Oroville Mercury-Register

What’s an LA Jew to do on Yom Kippur if they don’t go to synagogue?

- By Deborah Netburn

Yom Kippur is a complicate­d day for Miriam Bar-Zemer.

The Jewish holiday, which begins this year on the evening of Sept. 24, is considered the holiest day of the year — a time of deep introspect­ion, fasting and repentance, which Jews have traditiona­lly honored by spending the day in synagogue in a collective act of prayer, meditation and atonement.

But for Bar-Zemer, a 29-year-old graduate student who was born in Israel and grew up fairly secular in Los Angeles, deciding what to do on that day is an annual challenge. Her family didn’t belong to a synagogue for most of her childhood, and now as an adult it’s not a space that she finds conducive to selfreflec­tion. Her father fasts, and some years she does too, but she feels like fasting in isolation misses the point. At the same time, eating normally doesn’t seem right either.

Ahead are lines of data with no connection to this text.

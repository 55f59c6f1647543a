use std::path::Path;

use crate::cancel::CancelToken;
use crate::config::SharkConfig;
use crate::error::{Result, SharkError};
use crate::frontmatter::Frontmatter;
use crate::model;
use crate::output::{self, Format};
use crate::progress;
use crate::store::epics::{EpicPatch, NewEpic};
use crate::store::{CompleteScope, Store};

pub struct Ctx<'a> {
    pub root: &'a Path,
    pub config: &'a SharkConfig,
    pub db_flag: Option<&'a str>,
    pub format: Format,
}

impl Ctx<'_> {
    pub(crate) fn with_store<T>(&self, f: impl FnOnce(&Store<'_>) -> Result<T>) -> Result<T> {
        super::with_store(self.root, self.config, self.db_flag, f)
    }
}

#[allow(clippy::too_many_arguments)]
pub fn create(
    ctx: &Ctx<'_>,
    title: &str,
    description: Option<&str>,
    priority: Option<&str>,
    custom_folder_path: Option<&str>,
    filename: Option<&str>,
) -> Result<()> {
    let workflow = ctx.config.workflow()?;
    let priority = priority.map(model::parse_priority).transpose()?;
    let epic = ctx.with_store(|store| {
        store.create_epic(
            &workflow,
            NewEpic {
                title: title.to_string(),
                description: description.map(str::to_string),
                priority,
                custom_folder_path: custom_folder_path.map(str::to_string),
                explicit_filename: filename.map(str::to_string),
            },
        )
    })?;
    if let Some(file_path) = &epic.file_path {
        super::write_entity_file(ctx.root, file_path, Frontmatter::for_epic(&epic), &epic.title)?;
    }
    output::print_epic(&epic, &workflow, ctx.format)
}

pub fn get(ctx: &Ctx<'_>, key: &str, summary: bool) -> Result<()> {
    let workflow = ctx.config.workflow()?;
    ctx.with_store(|store| {
        if summary {
            let summary = progress::epic_summary(store, &workflow, key)?;
            output::print_epic_summary(&summary, ctx.format)
        } else {
            let epic = store.get_epic_by_key(key)?;
            output::print_epic(&epic, &workflow, ctx.format)
        }
    })
}

pub fn list(ctx: &Ctx<'_>, all: bool) -> Result<()> {
    let workflow = ctx.config.workflow()?;
    ctx.with_store(|store| {
        let epics = store.list_epics(all)?;
        output::print_epics(&epics, &workflow, ctx.format)
    })
}

#[allow(clippy::too_many_arguments)]
pub fn update(
    ctx: &Ctx<'_>,
    key: &str,
    title: Option<&str>,
    description: Option<&str>,
    status: Option<&str>,
    priority: Option<&str>,
    custom_folder_path: Option<&str>,
) -> Result<()> {
    let workflow = ctx.config.workflow()?;
    let priority = priority.map(model::parse_priority).transpose()?;
    let epic = ctx.with_store(|store| {
        store.update_epic(
            &workflow,
            key,
            EpicPatch {
                title: title.map(str::to_string),
                description: description.map(|d| Some(d.to_string())),
                status: status.map(str::to_string),
                priority,
                custom_folder_path: custom_folder_path.map(|p| Some(p.to_string())),
                ..Default::default()
            },
        )
    })?;
    output::print_epic(&epic, &workflow, ctx.format)
}

pub fn delete(ctx: &Ctx<'_>, key: &str) -> Result<()> {
    ctx.with_store(|store| store.delete_epic(key))?;
    match ctx.format {
        Format::Json => println!("{}", serde_json::json!({"deleted": key})),
        _ => println!("deleted {key}"),
    }
    Ok(())
}

/// Complete every task under the epic, reporting the blockers when `force`
/// is off and any task cannot legally finish.
pub fn complete(ctx: &Ctx<'_>, key: &str, agent: Option<&str>, force: bool) -> Result<()> {
    let workflow = ctx.config.workflow()?;
    let agent = ctx.config.agent_or_default(agent);
    let report = ctx.with_store(|store| {
        store.bulk_complete(
            &workflow,
            CompleteScope::Epic(key.to_string()),
            agent,
            force,
            &CancelToken::none(),
        )
    })?;
    output::print_bulk_report(&report, ctx.format)?;
    if !report.completed {
        return Err(SharkError::CompletionBlocked(report.most_problematic.len()));
    }
    Ok(())
}

pub fn archive(ctx: &Ctx<'_>, key: &str, unarchive: bool) -> Result<()> {
    let workflow = ctx.config.workflow()?;
    let epic = ctx.with_store(|store| {
        store.update_epic(
            &workflow,
            key,
            EpicPatch {
                archived: Some(!unarchive),
                ..Default::default()
            },
        )
    })?;
    output::print_epic(&epic, &workflow, ctx.format)
}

“I feel like it being the most important holiday, I’m obligated to recognize it, but then I struggle to meld the tradition with my own interpreta­tion of what it means to feel redemption,” she said. “It’s a confusing day.”

She’s not alone.

Of the more than 564,000 people who identify as Jewish in L.A., roughly half said they intended to attend Yom Kippur services at a synagogue, according to a 2021 study by the Jewish Federation of Greater Los Angeles. While some of the remaining half treat Yom Kippur as just another day, others like Bar-Zemer feel a need to do something to honor the holiday, even if they aren’t sure what an authentic recognitio­n of this time looks like. Others have come up with their own ways to make meaning.

Even for many non-religious Jews, Yom Kippur addresses a fundamenta­l need, said Rabbi Tarlan Rabizadeh, vice president for Jewish engagement at American Jewish University.

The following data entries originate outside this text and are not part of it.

use chrono::Utc;
use rusqlite::{OptionalExtension, params};

use crate::error::{Result, SharkError};
use crate::keys;
use crate::model::{self, Epic};
use crate::paths;
use crate::store::{Store, epic_from_row};
use crate::workflow::Workflow;

#[derive(Debug, Default, Clone)]
pub struct NewEpic {
    pub title: String,
    pub description: Option<String>,
    pub priority: Option<i64>,
    pub custom_folder_path: Option<String>,
    /// Explicit filename override; wins over all resolution rules.
    pub explicit_filename: Option<String>,
}

/// Field updates for an epic. `None` leaves a field untouched; the inner
/// `Option` distinguishes set from clear.
#[derive(Debug, Default, Clone)]
pub struct EpicPatch {
    pub title: Option<String>,
    pub description: Option<Option<String>>,
    pub status: Option<String>,
    pub priority: Option<i64>,
    pub custom_folder_path: Option<Option<String>>,
    pub archived: Option<bool>,
    pub file_path: Option<String>,
}

impl Store<'_> {
    pub fn create_epic(&self, workflow: &Workflow, new: NewEpic) -> Result<Epic> {
        model::validate_title(&new.title)?;
        if let Some(p) = new.priority {
            model::validate_priority(p)?;
        }
        if let Some(custom) = &new.custom_folder_path {
            paths::validate_custom_folder_path(&self.root, custom)?;
        }

        let tx = self.conn.unchecked_transaction()?;
        let existing = self.all_epic_keys()?;
        let key = keys::next_epic_key(existing.iter().map(String::as_str));
        let slug = keys::slugify(&new.title);
        let now = Utc::now();

        let mut epic = Epic {
            id: 0,
            key,
            slug,
            title: new.title,
            description: new.description,
            status: workflow.initial_status().to_string(),
            priority: new.priority.unwrap_or(5),
            archived: false,
            custom_folder_path: new.custom_folder_path,
            file_path: None,
            created_at: now,
            updated_at: now,
        };
        let file_path =
            paths::epic_file_path(&self.root, &epic, new.explicit_filename.as_deref())?;
        epic.file_path = Some(file_path.to_string_lossy().into_owned());

        tx.execute(
            "INSERT INTO epics (key, slug, title, description, status, priority, archived,
                                custom_folder_path, file_path, created_at, updated_at)
             VALUES (?1, ?2, ?3, ?4, ?5, ?6, 0, ?7, ?8, ?9, ?9)",
            params![
                epic.key,
                epic.slug,
                epic.title,
                epic.description,
                epic.status,
                epic.priority,
                epic.custom_folder_path,
                epic.file_path,
                now.to_rfc3339(),
            ],
        )?;
        epic.id = tx.last_insert_rowid();
        tx.commit()?;
        Ok(epic)
    }

    /// Insert an epic discovered on disk, keeping the key the file carries.
    pub(crate) fn insert_epic_from_file(&self, epic: &Epic) -> Result<i64> {
        keys::parse_epic_key(&epic.key)?;
        if self.find_epic_by_key(&epic.key)?.is_some() {
            return Err(SharkError::KeyConflict(epic.key.clone()));
        }
        self.conn.execute(
            "INSERT INTO epics (key, slug, title, description, status, priority, archived,
                                custom_folder_path, file_path, created_at, updated_at)
             VALUES (?1, ?2, ?3, ?4, ?5, ?6, ?7, ?8, ?9, ?10, ?11)",
            params![
                epic.key,
                epic.slug,
                epic.title,
                epic.description,
                epic.status,
                epic.priority,
                epic.archived,
                epic.custom_folder_path,
                epic.file_path,
                epic.created_at.to_rfc3339(),
                epic.updated_at.to_rfc3339(),
            ],
        )?;
        Ok(self.conn.last_insert_rowid())
    }

    pub fn all_epic_keys(&self) -> Result<Vec<String>> {
        let mut stmt = self.conn.prepare("SELECT key FROM epics")?;
        let keys = stmt
            .query_map([], |row| row.get(0))?
            .collect::<rusqlite::Result<Vec<String>>>()?;
        Ok(keys)
    }

    pub fn find_epic_by_key(&self, key: &str) -> Result<Option<Epic>> {
        self.conn
            .query_row("SELECT * FROM epics WHERE key = ?1", params![key], |row| {
                epic_from_row(row)
            })
            .optional()
            .map_err(Into::into)
    }

    pub fn get_epic_by_key(&self, key: &str) -> Result<Epic> {
        self.find_epic_by_key(key)?
            .ok_or_else(|| SharkError::EpicNotFound(key.to_string()))
    }

    pub fn get_epic_by_id(&self, id: i64) -> Result<Epic> {
        self.conn
            .query_row("SELECT * FROM epics WHERE id = ?1", params![id], |row| {
                epic_from_row(row)
            })
            .optional()?
            .ok_or_else(|| SharkError::EpicNotFound(id.to_string()))
    }

    pub fn list_epics(&self, include_archived: bool) -> Result<Vec<Epic>> {
        let mut stmt = self.conn.prepare(
            "SELECT * FROM epics WHERE (?1 OR archived = 0) ORDER BY key",
        )?;
        let epics = stmt
            .query_map(params![include_archived], epic_from_row)?
            .collect::<rusqlite::Result<Vec<_>>>()?;
        Ok(epics)
    }

    pub fn update_epic(&self, workflow: &Workflow, key: &str, patch: EpicPatch) -> Result<Epic> {
        let tx = self.conn.unchecked_transaction()?;
        let mut epic = self.get_epic_by_key(key)?;

        if let Some(title) = patch.title {
            model::validate_title(&title)?;
            epic.title = title;
            epic.slug = keys::slugify(&epic.title);
        }
        if let Some(description) = patch.description {
            epic.description = description;
        }
        if let Some(status) = patch.status {
            let status = model::resolve_status(workflow, &status)?;
            epic.status = status;
        }
        if let Some(priority) = patch.priority {
            model::validate_priority(priority)?;
            epic.priority = priority;
        }
        if let Some(custom) = patch.custom_folder_path {
            if let Some(path) = &custom {
                paths::validate_custom_folder_path(&self.root, path)?;
            }
            epic.custom_folder_path = custom;
        }
        if let Some(archived) = patch.archived {
            epic.archived = archived;
        }
        if let Some(file_path) = patch.file_path {
            epic.file_path = Some(file_path);
        }
        epic.updated_at = Utc::now();

        tx.execute(
            "UPDATE epics SET slug = ?1, title = ?2, description = ?3, status = ?4,
                              priority = ?5, archived = ?6, custom_folder_path = ?7,
                              file_path = ?8, updated_at = ?9
             WHERE id = ?10",
            params![
                epic.slug,
                epic.title,
                epic.description,
                epic.status,
                epic.priority,
                epic.archived,
                epic.custom_folder_path,
                epic.file_path,
                epic.updated_at.to_rfc3339(),
                epic.id,
            ],
        )?;
        tx.commit()?;
        Ok(epic)
    }

    /// Cascade delete: features, tasks, history, notes, criteria, sessions
    /// and document links all go in one transaction via the ownership FKs.
    pub fn delete_epic(&self, key: &str) -> Result<()> {
        let tx = self.conn.unchecked_transaction()?;
        let epic = self.get_epic_by_key(key)?;
        tx.execute("DELETE FROM epics WHERE id = ?1", params![epic.id])?;
        tx.commit()?;
        Ok(())
    }
}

“We’ve got this one day to really wrestle and go deep,” she said. “It’s like it’s in our DNA.”

There are some people (mostly rabbis) who will tell you that Yom Kippur is their favorite holiday of the year, but for many Jewish people it’s a challengin­g day. In addition to the 25-hour fast — no food or water from sundown to the next day’s sunset — traditiona­l services last for hours, involve more standing than usual, and are repetitive by design. You’re also supposed to spend the day taking an honest and unflinchin­g look at yourself and your actions over the past year, acknowledg­ing the ways in which you hurt others, hurt yourself, did not live up to your ideals or otherwise missed the mark.

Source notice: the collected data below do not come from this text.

use std::path::Path;
use std::time::Duration;

use crate::cancel::CancelToken;
use crate::config::SharkConfig;
use crate::db;
use crate::error::{Result, SharkError};
use crate::output::{self, Format};
use crate::store::Store;
use crate::sync::{self, DiscoveryMode, SyncOptions, SyncStrategy, Validation};

#[allow(clippy::too_many_arguments)]
pub fn run(
    project_root: &Path,
    config: &mut SharkConfig,
    db_flag: Option<&str>,
    format: Format,
    strategy: SyncStrategy,
    dry_run: bool,
    create_missing: bool,
    cleanup: bool,
    force_full_scan: bool,
    validation: Validation,
    mode: DiscoveryMode,
    timeout_secs: Option<u64>,
) -> Result<()> {
    let workflow = config.workflow()?;
    let cancel = match timeout_secs {
        Some(secs) => CancelToken::with_timeout(Duration::from_secs(secs)),
        None => CancelToken::none(),
    };
    let options = SyncOptions {
        strategy,
        dry_run,
        create_missing,
        cleanup,
        force_full_scan,
        validation,
        mode,
        cancel,
    };

    let backend = db::select_backend(project_root, config, db_flag)?;
    let report = db::with_handle(backend, |db| {
        let store = Store::new(db, project_root);
        sync::sync(&store, &workflow, config, &options)
    })?;

    output::print_sync_report(&report, format)?;
    if report.timed_out {
        return Err(SharkError::Timeout("sync".into()));
    }
    if !report.conflicts.is_empty() && strategy == SyncStrategy::Manual {
        return Err(SharkError::SyncConflicts(report.conflicts.len()));
    }
    Ok(())
}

“We find lots of ways to hide from our brokenness during the year,” said Rabbi Joel Nickerson of Wilshire Boulevard Temple. “This is the one day to focus on your brokenness, and you’re supposed to do it in the presence of other people. It’s a double layer of vulnerabil­ity.”

Despite all this painful soul-searching, most rabbis will tell you that Yom Kippur is a hopeful holiday, designed to help individual­s examine, reckon with and take action to shed their guilt and shame.

But it doesn’t always feel that way.

“A lot of people see it as a day they are supposed to not eat and sit in services that are boring,” Nickerson said. “That’s on us as religious leaders to make the services more relevant and meaningful to people’s lives.”